- To do
Among the entries below, find the line with "failed; keeping draft", then quote it and each following line up to and including the line with "impl Drop for", and nothing else.

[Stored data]

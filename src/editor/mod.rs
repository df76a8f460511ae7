// SPDX-FileCopyrightText: 2026 Bruno Meilick
// SPDX-License-Identifier: LicenseRef-Proteus-FreeUse-NoCopy-NoDerivatives
//
// All rights reserved.
//
// This file is part of Proteus and is proprietary software.
// Unauthorized copying, modification, or distribution is prohibited.

//! The draft editing surface for one session.
//!
//! `DraftEditor` owns the in-memory record for a `(session, kind)` pair and reconciles it
//! with the store: edits land synchronously in memory and are persisted by a debounced
//! autosave, kind switches flush the outgoing draft before the incoming one is loaded, and
//! explicit actions (save to history, clear) surface store failures to the caller while
//! autosave failures are only logged.

use std::sync::{Arc, Condvar, Mutex};
use std::thread::JoinHandle;
use std::time::{Duration, Instant};

use crate::model::{Record, RecordKind, SessionId};
use crate::store::{HistoryEntry, SessionStore, StoreError};

/// Edits settle for this long before the draft is persisted.
pub const DEFAULT_QUIET_PERIOD: Duration = Duration::from_millis(2000);

#[derive(Debug)]
struct PendingSave {
    due: Instant,
    record: Record,
}

#[derive(Debug, Default)]
struct AutosaveState {
    pending: Option<PendingSave>,
    in_flight: bool,
    shutdown: bool,
}

#[derive(Debug)]
struct AutosaveInner {
    state: Mutex<AutosaveState>,
    cv: Condvar,
}

/// Debounced draft persistence on a dedicated worker thread.
///
/// Only the newest scheduled save survives; scheduling replaces any pending one and restarts
/// the quiet period. Cancel clears the pending save and waits out an in-flight one, so after
/// it returns no stale write can land.
#[derive(Debug)]
struct AutosaveWorker {
    inner: Arc<AutosaveInner>,
    handle: Option<JoinHandle<()>>,
}

impl AutosaveWorker {
    fn new(store: SessionStore, session_id: SessionId) -> Self {
        let inner = Arc::new(AutosaveInner {
            state: Mutex::new(AutosaveState::default()),
            cv: Condvar::new(),
        });

        let handle = std::thread::Builder::new()
            .name("proteus-autosave".to_owned())
            .spawn({
                let inner = inner.clone();
                move || Self::run_worker(inner, store, session_id)
            })
            .expect("spawn autosave worker thread");

        Self {
            inner,
            handle: Some(handle),
        }
    }

    fn schedule(&self, record: Record, quiet_period: Duration) {
        let mut state = self.inner.state.lock().expect("autosave lock poisoned");
        if record.has_content() {
            state.pending = Some(PendingSave {
                due: Instant::now() + quiet_period,
                record,
            });
        } else {
            // The newest state is blank; a stale pending write must not resurrect it.
            state.pending = None;
        }
        self.inner.cv.notify_one();
    }

    fn cancel(&self) {
        let mut state = self.inner.state.lock().expect("autosave lock poisoned");
        state.pending = None;
        while state.in_flight {
            state = self.inner.cv.wait(state).expect("autosave cv poisoned");
        }
    }

    /// Makes any pending save due immediately and waits until the worker is quiescent.
    fn flush(&self) {
        let mut state = self.inner.state.lock().expect("autosave lock poisoned");
        if let Some(pending) = state.pending.as_mut() {
            pending.due = Instant::now();
        }
        self.inner.cv.notify_one();
        while state.pending.is_some() || state.in_flight {
            state = self.inner.cv.wait(state).expect("autosave cv poisoned");
        }
    }

    fn run_worker(inner: Arc<AutosaveInner>, store: SessionStore, session_id: SessionId) {
        loop {
            let record = {
                let mut state = inner.state.lock().expect("autosave lock poisoned");

                loop {
                    if state.shutdown {
                        return;
                    }

                    match state.pending.as_ref().map(|pending| pending.due) {
                        Some(due) => {
                            let now = Instant::now();
                            if due <= now {
                                if let Some(pending) = state.pending.take() {
                                    state.in_flight = true;
                                    break pending.record;
                                }
                            } else {
                                let (next, _timeout) = inner
                                    .cv
                                    .wait_timeout(state, due - now)
                                    .expect("autosave cv poisoned");
                                state = next;
                            }
                        }
                        None => {
                            state = inner.cv.wait(state).expect("autosave cv poisoned");
                        }
                    }
                }
            };

            // Best-effort persistence: the in-memory record stays authoritative, so a
            // failed write loses nothing the user can see.
            if let Err(err) = store.save_draft(&session_id, &record) {
                tracing::warn!(
                    session = %session_id,
                    kind = %record.kind(),
                    error = %err,
                    "autosave failed; keeping draft in memory"
                );
            }

            let mut state = inner.state.lock().expect("autosave lock poisoned");
            state.in_flight = false;
            inner.cv.notify_all();
        }
    }
}

impl Drop for AutosaveWorker {
    fn drop(&mut self) {
        {
            let mut state = self.inner.state.lock().expect("autosave lock poisoned");
            state.pending = None;
            state.shutdown = true;
            self.inner.cv.notify_all();
        }
        if let Some(handle) = self.handle.take() {
            let _ = handle.join();
        }
    }
}

/// The single logical writer for one session's drafts.
#[derive(Debug)]
pub struct DraftEditor {
    store: SessionStore,
    session_id: SessionId,
    kind: RecordKind,
    record: Record,
    quiet_period: Duration,
    autosave: AutosaveWorker,
}

impl DraftEditor {
    /// Opens the editing surface on a session, loading the stored draft for `kind` if one
    /// exists and starting from an empty record otherwise.
    pub fn open(
        store: SessionStore,
        session_id: SessionId,
        kind: RecordKind,
    ) -> Result<Self, StoreError> {
        let record = match store.load_draft(&session_id, kind)? {
            Some(draft) => draft.record,
            None => Record::empty(kind),
        };
        let autosave = AutosaveWorker::new(store.clone(), session_id.clone());
        Ok(Self {
            store,
            session_id,
            kind,
            record,
            quiet_period: DEFAULT_QUIET_PERIOD,
            autosave,
        })
    }

    /// Overrides the autosave quiet period. Mainly for tests; the default is 2000 ms.
    pub fn with_quiet_period(mut self, quiet_period: Duration) -> Self {
        self.quiet_period = quiet_period;
        self
    }

    pub fn session_id(&self) -> &SessionId {
        &self.session_id
    }

    pub fn kind(&self) -> RecordKind {
        self.kind
    }

    pub fn record(&self) -> &Record {
        &self.record
    }

    /// Replaces the in-memory record and restarts the autosave quiet period.
    ///
    /// The edit itself never blocks on storage. The incoming record's kind is forced to the
    /// editor's current kind; switching kinds goes through [`DraftEditor::switch_kind`].
    pub fn update(&mut self, record: Record) {
        debug_assert_eq!(record.kind(), self.kind);
        self.record = record;
        self.record.ensure_list_rows();
        self.autosave.schedule(self.record.clone(), self.quiet_period);
    }

    /// Switches the editing surface to the other record kind.
    ///
    /// Cancels the pending autosave, synchronously flushes the outgoing record when it has
    /// content, then loads or initializes the target kind's draft. A flush failure aborts
    /// the switch with the outgoing record still in memory.
    pub fn switch_kind(&mut self, kind: RecordKind) -> Result<(), StoreError> {
        if kind == self.kind {
            return Ok(());
        }

        self.autosave.cancel();
        if self.record.has_content() {
            self.store.save_draft(&self.session_id, &self.record)?;
        }

        let record = match self.store.load_draft(&self.session_id, kind)? {
            Some(draft) => draft.record,
            None => Record::empty(kind),
        };
        self.kind = kind;
        self.record = record;
        Ok(())
    }

    /// Discards the session's drafts and resets the in-memory record to empty.
    pub fn clear(&mut self) -> Result<(), StoreError> {
        self.autosave.cancel();
        self.store.clear_drafts(&self.session_id)?;
        self.record = Record::empty(self.kind);
        Ok(())
    }

    /// Finalizes the current record into the session's history.
    ///
    /// A blank record is silently skipped and returns `Ok(None)`. The draft slot is left
    /// untouched either way.
    pub fn save_to_history(&mut self) -> Result<Option<HistoryEntry>, StoreError> {
        if !self.record.has_content() {
            return Ok(None);
        }
        let entry = self.store.append_history(&self.session_id, &self.record)?;
        Ok(Some(entry))
    }

    /// Runs any pending autosave immediately and blocks until the worker is idle.
    pub fn flush_autosave(&mut self) {
        self.autosave.flush();
    }
}

#[cfg(test)]
mod tests;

- Completed exercise
                    "autosave failed; keeping draft in memory"
                );
            }

            let mut state = inner.state.lock().expect("autosave lock poisoned");
            state.in_flight = false;
            inner.cv.notify_all();
        }
    }
}

impl Drop for AutosaveWorker {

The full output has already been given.